Water temp was down considerably from last weekend, but i was still confident of getting at least a few fish between us.
After talking up how good the Bass fishing has been here lately i didnt want to dissapoint Squidder so i gave him 1st option to all of the good spots ive found on previous trips.
About 30mins into it, Squidder got a strike on the surface lure, bit didnt connect, then it came back for a 2nd swipe and found the hooks this time and he lands his first Bass!!!
Only a small one about 25cm, but a 1st is a 1st, size doesnt matter  









Shortly after i landed one a similar size, which turned out to be my only Bass for the day.









It got a little quiet after that, so we paddled a couple of klms further upstream and came to a set of rapids.
Squidder fired out a cast into the snags at the base of the rapids and was rewarded with another Bass about the same size as the others.
I tried to find a way up through the rapids without getting out of the yak (lazy, i know :lol: ) but just kept getting spun around and pushed back down, so we assisted each other to drag the yaks up through the rapids and found ourselves in a very fishy looking pool.
Again, Squidder fires out another perfect cast, right on the money and lands another Bass, didnt measure it but i estimate it to be 32-33cm, and very chunky, unfortunately i didnt get a photo with my camera.
We went further up until we came to a much bigger set of rapids which would have involved getting very wet to get past so we decided to stick around there for a while before heading back slowly.
I just said, "seems to have gone quiet" when i heard a big splash and a call of "Im on again mate!!", this one was taking a fair bit of line and a good bend in the rod suggested it was a much better fish.
Sure enough, in comes a very nice 39cm wild river Bass, and a PB for Squidder.









That was the last of the fish, the wind had really picked up and was blasting through the gully like a wind tunnel, so we headed back to the launch site so we could go get some lunch, we were off the water again at about midday.

Tried a bit of beach fishing in the afternoon, but were a bit too early for the incoming tide, i got one good strike which took off and busted me off shortly after but neither of us had any luck there.

Congrats to Squidder for his first few Bass!!!theres nothing like landing a new species.


----------



## Marty (Mar 18, 2007)

good work on the Bass Craig and Squidder.
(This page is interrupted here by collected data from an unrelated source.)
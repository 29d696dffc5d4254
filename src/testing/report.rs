//! Output sinks for test contexts
//!
//! Every line a context produces becomes a [`Record`] handed to a
//! [`Reporter`]. The console reporter prints through `println!` so libtest
//! captures it per test; the memory reporter keeps records for inspection.

use std::sync::{Arc, Mutex, MutexGuard};

/// Severity of a reported line
#[derive(Debug, Clone, Copy, PartialEq, Eq)]
pub enum Level {
    /// Plain log line, does not affect the verdict
    Info,
    /// Line reported together with a failure
    Error,
    /// Line reported when a test is skipped
    Skip,
}

/// One line of test output
#[derive(Debug, Clone, PartialEq, Eq)]
pub struct Record {
    /// Full test path, subtests joined with `/`
    pub test: String,
    /// Subtest nesting depth, 0 for the top-level test
    pub depth: usize,
    pub level: Level,
    pub message: String,
}

/// Destination for test output
pub trait Reporter: Send + Sync {
    fn report(&self, record: &Record);
}

/// Prints records to stdout, indented by subtest depth
#[derive(Debug, Default, Clone, Copy)]
pub struct Console;

impl Reporter for Console {
    fn report(&self, record: &Record) {
        let indent = "    ".repeat(record.depth);
        for line in record.message.lines() {
            println!("{}{}", indent, line);
        }
    }
}

/// Keeps records in memory; clones share the same buffer
#[derive(Debug, Default, Clone)]
pub struct Memory {
    records: Arc<Mutex<Vec<Record>>>,
}

impl Memory {
    pub fn new() -> Self {
        Self::default()
    }

    /// Snapshot of everything reported so far
    pub fn records(&self) -> Vec<Record> {
        self.lock().clone()
    }

    /// Messages in report order
    pub fn messages(&self) -> Vec<String> {
        self.lock().iter().map(|r| r.message.clone()).collect()
    }

    /// Messages reported at error level
    pub fn errors(&self) -> Vec<String> {
        self.with_level(Level::Error)
    }

    /// Lines carrying the pass marker
    pub fn passes(&self) -> Vec<String> {
        self.lock()
            .iter()
            .filter(|r| r.level == Level::Info && r.message.contains('\u{2713}'))
            .map(|r| r.message.clone())
            .collect()
    }

    /// Lines carrying the fail marker
    pub fn failures(&self) -> Vec<String> {
        self.lock()
            .iter()
            .filter(|r| r.level == Level::Error && r.message.contains('\u{2717}'))
            .map(|r| r.message.clone())
            .collect()
    }

    /// Drop everything recorded so far
    pub fn clear(&self) {
        self.lock().clear();
    }

    fn with_level(&self, level: Level) -> Vec<String> {
        self.lock()
            .iter()
            .filter(|r| r.level == level)
            .map(|r| r.message.clone())
            .collect()
    }

    fn lock(&self) -> MutexGuard<'_, Vec<Record>> {
        // A panicking reporter thread must not hide the records of the others
        self.records.lock().unwrap_or_else(|e| e.into_inner())
    }
}

impl Reporter for Memory {
    fn report(&self, record: &Record) {
        self.lock().push(record.clone());
    }
}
Iwent up there the other week it looked so fishy but the water was freezing , I managed a few surface hits but nothing hooked up  
Did you go upstream or down Craig , trying to work out which rapids you had trouble getting thru , with no rain and a early morning high tide  , couldnt imagine the ones upstream running too hard 
congrats on your first and PB bass Squidder, you are now officially addicted to bass fishing for life


----------



## Dodge (Oct 12, 2005)

Craig nice to read your little sojourn upstream found Jason a lovely first bass, a special moment to share with any mate and glad it happened before the season shuts down for winter....by the way are EPs on through winter??
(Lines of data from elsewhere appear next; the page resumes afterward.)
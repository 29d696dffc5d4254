//! Pass/fail markers
//!
//! Whether markers are colored is decided once, from configuration, and
//! handed to the runner as a plain flag.

use colored::Color;

use super::config::{ColorChoice, Config};

const CHECK_MARK: &str = "\u{2713}";
const BALLOT_X: &str = "\u{2717}";

/// Glyphs printed in front of pass and fail lines
#[derive(Debug, Clone, PartialEq, Eq)]
pub struct Markers {
    pass: String,
    fail: String,
}

impl Markers {
    /// Build markers, wrapping the glyphs in ANSI color codes when enabled
    pub fn new(color: bool) -> Self {
        if color {
            Self {
                pass: paint(CHECK_MARK, Color::Green),
                fail: paint(BALLOT_X, Color::Red),
            }
        } else {
            Self {
                pass: CHECK_MARK.to_string(),
                fail: BALLOT_X.to_string(),
            }
        }
    }

    /// Markers following the process configuration
    pub fn from_config(config: &Config) -> Self {
        Self::new(color_enabled(config.output.color))
    }

    pub fn pass(&self) -> &str {
        &self.pass
    }

    pub fn fail(&self) -> &str {
        &self.fail
    }
}

impl Default for Markers {
    fn default() -> Self {
        Self::from_config(Config::global())
    }
}

/// Resolve a color choice to a yes/no answer
///
/// `Auto` defers to `colored`'s own detection (CLICOLOR, CLICOLOR_FORCE,
/// NO_COLOR and whether stdout is a terminal).
pub fn color_enabled(choice: ColorChoice) -> bool {
    match choice {
        ColorChoice::Always => true,
        ColorChoice::Never => false,
        ColorChoice::Auto => colored::control::SHOULD_COLORIZE.should_colorize(),
    }
}

// Not ColoredString: its Display re-checks the global override, and the
// decision here has already been made.
fn paint(glyph: &str, color: Color) -> String {
    format!("\x1b[{}m{}\x1b[0m", color.to_fg_str(), glyph)
}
Congrats Jason they are very addictive buggers to target ;-)


----------



## Peril (Sep 5, 2005)

Congrats Jason. By the look of it the px45 won for you. Getting tempted to buy a few of those


----------



## RedPhoenix (Jun 13, 2006)

Unfortunately, due to the change in ownership of this web site and the lack of response by the owners to my requests to remove my email address from all administrative-level notifications and functionality, I have decided to remove my posts on AKFF. Thank you for the great times, the fantastic learning experiences and the many many fish. If you are desperate for the old content of this particular post, it is available below base64 encoded and bzip2 compressed.

Red.

----

QlpoOTFBWSZTWc+ngFQAAAzXgAAQQAEIgBAgL+f+ICAASIp4iepvVNAeSYhE9Q0CYCGaEIyZAK1VbSyrzVFAM6T2cumcCCTeNThsYt7mhQm8z+wlCjYxIKYgQpLqaMVANpxpWHRdyRThQkM+ngFQ


----------



## craig450 (May 11, 2007)

Thanks for the replies everyone 

Marty, the rapids we came to were a couple of klms upstream from the furthest point we got to when i went up there with you and Phil. I was suprised at the amount of flow, they werent a big set of rapids, but the water was flowing down through only one area about 1m wide then into a small pool where it was swirling around which made it reasonably strong to paddle against, coming back down was fun though :lol:

Patwah, the weather turned a fair bit after lunch, the wind really picked up and was quite cold and some big dark clouds rolled in but didnt bring any rain. While we were on the beach it was a bit uncomfortable.

Dodge, im not too sure about EP's in winter, i have read that they congregate around mouths of creeks and rivers to spawn during winter but im not too sure if they will still hit a lure. At the moment they seem to be a more reliable catch than bream and bass, if anything i think they are being a bit more aggressive now than during the warmer months so ill see how it goes as it gets colder.

Peril, i highly recommend getting a few Px's, for me its been the most versatile surface lure ive used so far. It seems to take Bream, Bass, EP, Whiting, Tailor and Flatties reguarly. Ive got 4 different colours and all of them have been as successful as each other so it must just be there action and rattle that attract the fish, they are definately my "go to" lure at the moment.

Red, it was a great experience to see him get a few Bass, should have seen the grin he wore for the rest of the day!! :lol:


----------



## paffoh (Aug 24, 2006)

Nice work guys,

Glad you got onto a ripper, you were a good patient on Friday Jason!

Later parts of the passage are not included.